[Excerpted records — start]

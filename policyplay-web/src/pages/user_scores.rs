use crate::components::alert::AlertBanner;
use crate::components::loading::Loading;
use crate::i18n::t;
use policyplay_core::{RecentGame, UserScores};
use yew::prelude::*;

#[derive(Properties, PartialEq, Clone)]
pub struct Props {
    pub scores: Option<UserScores>,
    #[prop_or_default]
    pub error: Option<AttrValue>,
}

fn stat(label: &str, value: String) -> Html {
    html! {
        <div class="stat">
            <div class="stat-title">{ t(label) }</div>
            <div class="stat-value text-2xl">{ value }</div>
        </div>
    }
}

fn recent_row(game: &RecentGame) -> Html {
    html! {
        <tr>
            <td>{ game.policy_title.clone() }</td>
            <td class="capitalize">{ game.game_type.clone() }</td>
            <td>{ game.score }</td>
            <td>{ if game.correct { "✅" } else { "❌" } }</td>
            <td class="text-xs opacity-70">{ game.completed_at.clone().unwrap_or_default() }</td>
        </tr>
    }
}

#[function_component(UserScoresPage)]
pub fn user_scores_page(p: &Props) -> Html {
    let Some(scores) = &p.scores else {
        return html! {
            <>
                <AlertBanner message={p.error.clone()} />
                if p.error.is_none() { <Loading /> }
            </>
        };
    };
    let s = &scores.statistics;
    html! {
        <section class="space-y-6" data-testid="user-scores-page">
            <header>
                <h1 class="text-4xl font-bold">{ "📊 " }{ t("scores.title") }</h1>
                <p class="opacity-70">{ scores.user_name.clone() }{ " · " }{ scores.user_email.clone() }</p>
            </header>
            <div class="stats stats-vertical lg:stats-horizontal shadow w-full">
                { stat("scores.total_games", s.total_games.to_string()) }
                { stat("scores.completed", s.completed_games.to_string()) }
                { stat("scores.average", format!("{:.1}", s.average_score)) }
                { stat("scores.highest", s.highest_score.to_string()) }
                { stat("scores.total", s.total_score.to_string()) }
                { stat("scores.accuracy", format!("{:.0}%", s.accuracy)) }
            </div>
            <h2 class="text-2xl font-bold">{ t("scores.recent") }</h2>
            if scores.recent_games.is_empty() {
                <p class="opacity-70" data-testid="scores-empty">{ t("scores.none") }</p>
            } else {
                <div class="overflow-x-auto">
                    <table class="table table-zebra">
                        <thead>
                            <tr>
                                <th>{ t("scores.policy") }</th>
                                <th>{ t("scores.type") }</th>
                                <th>{ t("leaderboard.score") }</th>
                                <th>{ t("scores.result") }</th>
                                <th>{ t("scores.when") }</th>
                            </tr>
                        </thead>
                        <tbody>{ for scores.recent_games.iter().map(recent_row) }</tbody>
                    </table>
                </div>
            }
        </section>
    }
}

[Excerpted records — finish]

> [Brief]:
The records above should be set down again word for word.

> [Problem solution]:
filename policyplay-web/src/pages/user_scores.rs
use crate::components::alert::AlertBanner;
use crate::components::loading::Loading;
use crate::i18n::t;
use policyplay_core::{RecentGame, UserScores};
use yew::prelude::*;

#[derive(Properties, PartialEq, Clone)]
pub struct Props {
    pub scores: Option<UserScores>,
    #[prop_or_default]
    pub error: Option<AttrValue>,
}

fn stat(label: &str, value: String) -> Html {
    html! {
        <div class="stat">
            <div class="stat-title">{ t(label) }</div>
            <div class="stat-value text-2xl">{ value }</div>
        </div>
    }
}

fn recent_row(game: &RecentGame) -> Html {
    html! {
        <tr>
            <td>{ game.policy_title.clone() }</td>
            <td class="capitalize">{ game.game_type.clone() }</td>
            <td>{ game.score }</td>
            <td>{ if game.correct { "✅" } else { "❌" } }</td>
            <td class="text-xs opacity-70">{ game.completed_at.clone().unwrap_or_default() }</td>
        </tr>
    }
}

#[function_component(UserScoresPage)]
pub fn user_scores_page(p: &Props) -> Html {
    let Some(scores) = &p.scores else {
        return html! {
            <>
                <AlertBanner message={p.error.clone()} />
                if p.error.is_none() { <Loading /> }
            </>
        };
    };
    let s = &scores.statistics;
    html! {
        <section class="space-y-6" data-testid="user-scores-page">
            <header>
                <h1 class="text-4xl font-bold">{ "📊 " }{ t("scores.title") }</h1>
                <p class="opacity-70">{ scores.user_name.clone() }{ " · " }{ scores.user_email.clone() }</p>
            </header>
            <div class="stats stats-vertical lg:stats-horizontal shadow w-full">
                { stat("scores.total_games", s.total_games.to_string()) }
                { stat("scores.completed", s.completed_games.to_string()) }
                { stat("scores.average", format!("{:.1}", s.average_score)) }
                { stat("scores.highest", s.highest_score.to_string()) }
                { stat("scores.total", s.total_score.to_string()) }
                { stat("scores.accuracy", format!("{:.0}%", s.accuracy)) }
            </div>
            <h2 class="text-2xl font-bold">{ t("scores.recent") }</h2>
            if scores.recent_games.is_empty() {
                <p class="opacity-70" data-testid="scores-empty">{ t("scores.none") }</p>
            } else {
                <div class="overflow-x-auto">
                    <table class="table table-zebra">
                        <thead>
                            <tr>
                                <th>{ t("scores.policy") }</th>
                                <th>{ t("scores.type") }</th>
                                <th>{ t("leaderboard.score") }</th>
                                <th>{ t("scores.result") }</th>
                                <th>{ t("scores.when") }</th>
                            </tr>
                        </thead>
                        <tbody>{ for scores.recent_games.iter().map(recent_row) }</tbody>
                    </table>
                </div>
            }
        </section>
    }
}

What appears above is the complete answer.